Ford government's 1st budget to feature child-care rebate, sources say
During campaign, Ontario PCs promised partial subsidy of daycare costs, even for high-income families
Ontario Premier Doug Ford's government is poised to make a child-care rebate a central feature of its first budget, CBC News has learned.
Sources close to the government say the Progressive Conservatives intend to reveal the rebate on daycare costs when Finance Minister Vic Fedeli tables the budget on Thursday.
The PCs promised the rebate during last year's election campaign. It's one of the few Ford campaign promises that is laid out in fine detail, as it was adopted wholesale from former PC leader Patrick Brown's platform, dubbed the "People's Guarantee."
The sources could not say whether the daycare rebate to be presented in the budget will be exactly what the PCs previously promised.
Ford's spokesperson is neither confirming nor denying the plan.
"We can't confirm tax changes that may or may not be in the budget," Simon Jefferies, the premier's director of media relations, said in an email to CBC News. He said Ford and the PCs "campaigned on making child care more affordable and accessible, while ensuring parents have the flexibility and choice to make the best decisions for their family."
Before winning last June's election, the PCs pledged:
The government would give the lowest-income households a rebate of up to 75 per cent of eligible child-care costs, deemed to be $9,000 a year for a child younger than six. For most families, the rebate would range from 57 to 60 per cent of their daycare fees.
- The maximum annual refunds would be:
- $6,750 per child under age six.
- $3,750 per child aged six to 15.
- $8,250 per child with a severe disability.
- The rebate would be provided as a refundable tax credit rather than a tax deduction, so even if a parent pays no income tax, they would still receive money from the government.
- The current income tax deduction for child-care expenses would be eliminated.
While the PCs indicated the rebate would be geared to income, critics have said the structure proposed would unfairly benefit upper-income households.
- Households whose annual income is less than $35,000 would get the maximum rebate of 75 per cent of their child-care costs.
- A family with annual household income of $52,850 would get a 60 per cent rebate.
- A family with household income of $136,925 would get a 57 per cent rebate.
- A family with household income of $200,000 would get a 28 per cent rebate
For a family that has one child under six, this means the maximum refunds would be:
- $5,400 if household income is $55,000.
- $5,400 if household income is $95,000.
- $5,130 if household income is $135,000.
- $2,520 if household income is $200,000.
There is significant doubt about how much the program would cost.
When Brown promised the rebate, PC officials pegged the cost at $389 million a year. Ford used that precise figure in his list of campaign promises.

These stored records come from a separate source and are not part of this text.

//! KiCad schematic (`.kicad_sch`) parsing.
//!
//! Turns schematic file text into [`kibom_sch::Document`] values. Only the
//! fields the hierarchy and BOM care about are extracted: placed symbols with
//! their BOM properties, sheet references with their instantiation paths, and
//! net labels. Graphics, wires and library definitions are ignored.

use anyhow::{Context, Result, bail};
use kibom_sch::{
    Document, LabelKind, NetLabel, SchematicNode, SchematicParser, SchematicSheet,
    SchematicSymbol, SheetInstance,
};
use kibom_sexpr::{Sexpr, find_all_child_lists, find_child_list};

/// File extension of KiCad schematic documents.
pub const SCHEMATIC_EXTENSION: &str = "kicad_sch";

/// Whether a filename names a KiCad schematic. Callers use this to validate a
/// resolved root before trusting it.
pub fn is_schematic_filename(name: &str) -> bool {
    std::path::Path::new(name)
        .extension()
        .and_then(|ext| ext.to_str())
        == Some(SCHEMATIC_EXTENSION)
}

/// [`SchematicParser`] implementation for `.kicad_sch` text.
#[derive(Debug, Default, Clone, Copy)]
pub struct KicadParser;

impl SchematicParser for KicadParser {
    fn parse_document(&self, filename: &str, content: &str) -> Result<Document> {
        parse_schematic(filename, content)
    }
}

/// Parse one `.kicad_sch` document.
pub fn parse_schematic(filename: &str, content: &str) -> Result<Document> {
    let root = kibom_sexpr::parse(content)
        .with_context(|| format!("malformed s-expression in {filename}"))?;
    let Some(items) = root.as_list() else {
        bail!("{filename}: expected a (kicad_sch ...) document, found an atom");
    };
    if items.first().and_then(Sexpr::as_sym) != Some("kicad_sch") {
        bail!("{filename}: not a kicad_sch document");
    }

    // Old files may omit the document uuid; an empty identity still loads,
    // it just cannot anchor a hierarchy.
    let uuid = atom_prop(items, "uuid").unwrap_or_default();

    let mut nodes = Vec::new();
    for item in items.iter().skip(1) {
        let Some(list) = item.as_list() else {
            continue;
        };
        match list.first().and_then(Sexpr::as_sym) {
            Some("symbol") => nodes.push(SchematicNode::Symbol(parse_symbol(list))),
            Some("sheet") => nodes.push(SchematicNode::Sheet(parse_sheet(list))),
            Some("label") => nodes.push(SchematicNode::Label(parse_label(list, LabelKind::Local))),
            Some("global_label") => {
                nodes.push(SchematicNode::Label(parse_label(list, LabelKind::Global)))
            }
            Some("hierarchical_label") => nodes.push(SchematicNode::Label(parse_label(
                list,
                LabelKind::Hierarchical,
            ))),
            _ => {}
        }
    }

    log::debug!("parsed {filename}: {} nodes", nodes.len());
    Ok(Document::new(filename, uuid, nodes))
}

fn parse_symbol(items: &[Sexpr]) -> SchematicSymbol {
    SchematicSymbol {
        uuid: atom_prop(items, "uuid").unwrap_or_default(),
        lib_id: atom_prop(items, "lib_id").unwrap_or_default(),
        reference: property(items, "Reference").unwrap_or_default(),
        value: property(items, "Value").unwrap_or_default(),
        footprint: property(items, "Footprint").unwrap_or_default(),
        datasheet: property(items, "Datasheet").unwrap_or_default(),
        description: property(items, "Description").unwrap_or_default(),
        dnp: yes_no_prop(items, "dnp").unwrap_or(false),
        in_bom: yes_no_prop(items, "in_bom").unwrap_or(true),
    }
}

fn parse_sheet(items: &[Sexpr]) -> SchematicSheet {
    let mut instances = Vec::new();
    if let Some(instance_items) = find_child_list(items, "instances") {
        for project in find_all_child_lists(instance_items, "project") {
            for path in find_all_child_lists(project, "path") {
                let Some(instance_path) = path.get(1).and_then(Sexpr::as_atom) else {
                    continue;
                };
                instances.push(SheetInstance {
                    path: instance_path.to_string(),
                    page: atom_prop(path, "page"),
                });
            }
        }
    }

    SchematicSheet {
        uuid: atom_prop(items, "uuid").unwrap_or_default(),
        // KiCad 7 writes "Sheetfile"/"Sheetname"; older exports use the
        // spaced spelling.
        sheetfile: property(items, "Sheetfile").or_else(|| property(items, "Sheet file")),
        sheetname: property(items, "Sheetname").or_else(|| property(items, "Sheet name")),
        instances,
    }
}

fn parse_label(items: &[Sexpr], kind: LabelKind) -> NetLabel {
    NetLabel {
        kind,
        text: items
            .get(1)
            .and_then(Sexpr::as_atom)
            .unwrap_or_default()
            .to_string(),
        uuid: atom_prop(items, "uuid"),
    }
}

/// `(tag value)` where the value may be a quoted string or a bare atom.
fn atom_prop(items: &[Sexpr], tag: &str) -> Option<String> {
    find_child_list(items, tag)?
        .get(1)?
        .as_atom()
        .map(str::to_string)
}

/// `(tag yes)` / `(tag no)` flags.
fn yes_no_prop(items: &[Sexpr], tag: &str) -> Option<bool> {
    match find_child_list(items, tag)?.get(1)?.as_atom()? {
        "yes" => Some(true),
        "no" => Some(false),
        _ => None,
    }
}

/// `(property "NAME" "VALUE" ...)` lookup by property name.
fn property(items: &[Sexpr], name: &str) -> Option<String> {
    find_all_child_lists(items, "property")
        .into_iter()
        .find(|prop| prop.get(1).and_then(Sexpr::as_str) == Some(name))
        .and_then(|prop| prop.get(2).and_then(Sexpr::as_str))
        .map(str::to_string)
}
use clap::{Parser, Subcommand};
use colored::Colorize;
use env_logger::Env;

mod bom;
mod pages;
mod ports;
mod sources;

#[derive(Parser)]
#[command(name = "kibom")]
#[command(about = "Hierarchy and BOM extraction for KiCad schematic sets", long_about = None)]
#[command(version)]
struct Cli {
    /// Enable debug logging
    #[arg(short = 'd', long = "debug", global = true, hide = true)]
    debug: bool,

    #[command(subcommand)]
    command: Commands,
}

#[derive(Subcommand)]
enum Commands {
    /// Generate the grouped Bill of Materials (BOM)
    #[command(alias = "b")]
    Bom(bom::BomArgs),

    /// Extract root-sheet ports (hierarchical labels and power symbols)
    Ports(ports::PortsArgs),

    /// Show the resolved page tree
    Pages(pages::PagesArgs),
}

fn main() {
    if let Err(e) = run() {
        eprintln!("{} {e}", "Error:".red());
        for cause in e.chain().skip(1) {
            eprintln!("  {cause}");
        }
        std::process::exit(1);
    }
}

fn run() -> anyhow::Result<()> {
    let cli = Cli::parse();

    // Default level depends on --debug; RUST_LOG still overrides.
    let env = if cli.debug {
        Env::default().default_filter_or("debug")
    } else {
        Env::default().default_filter_or("error")
    };
    env_logger::Builder::from_env(env).init();

    match cli.command {
        Commands::Bom(args) => bom::execute(args),
        Commands::Ports(args) => ports::execute(args),
        Commands::Pages(args) => pages::execute(args),
    }
}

However, a detailed analysis published in January by the non-partisan C.D. Howe Institute think-tank puts the initial cost at more than double that figure: $945 million a year.
The researchers say the net cost to the government will gradually shrink as the rebate encourages more parents to return to the workforce, resulting in more provincial income tax revenue. But even factoring that in, the study still pegs the net annual cost at $871 million in the short term, and $588 million 10 years from now.
Brown promised that the rebate would not go to anyone with a household income above $200,000. Ford's announcement did not include that caveat.
Ford also did not promise to follow through with Brown's pledge to create 100,000 new daycare spaces.
The PCs promised that all forms of child care — whether provided by licensed daycare facilities, in-home child-care providers, nannies or babysitters — would be eligible for the rebate.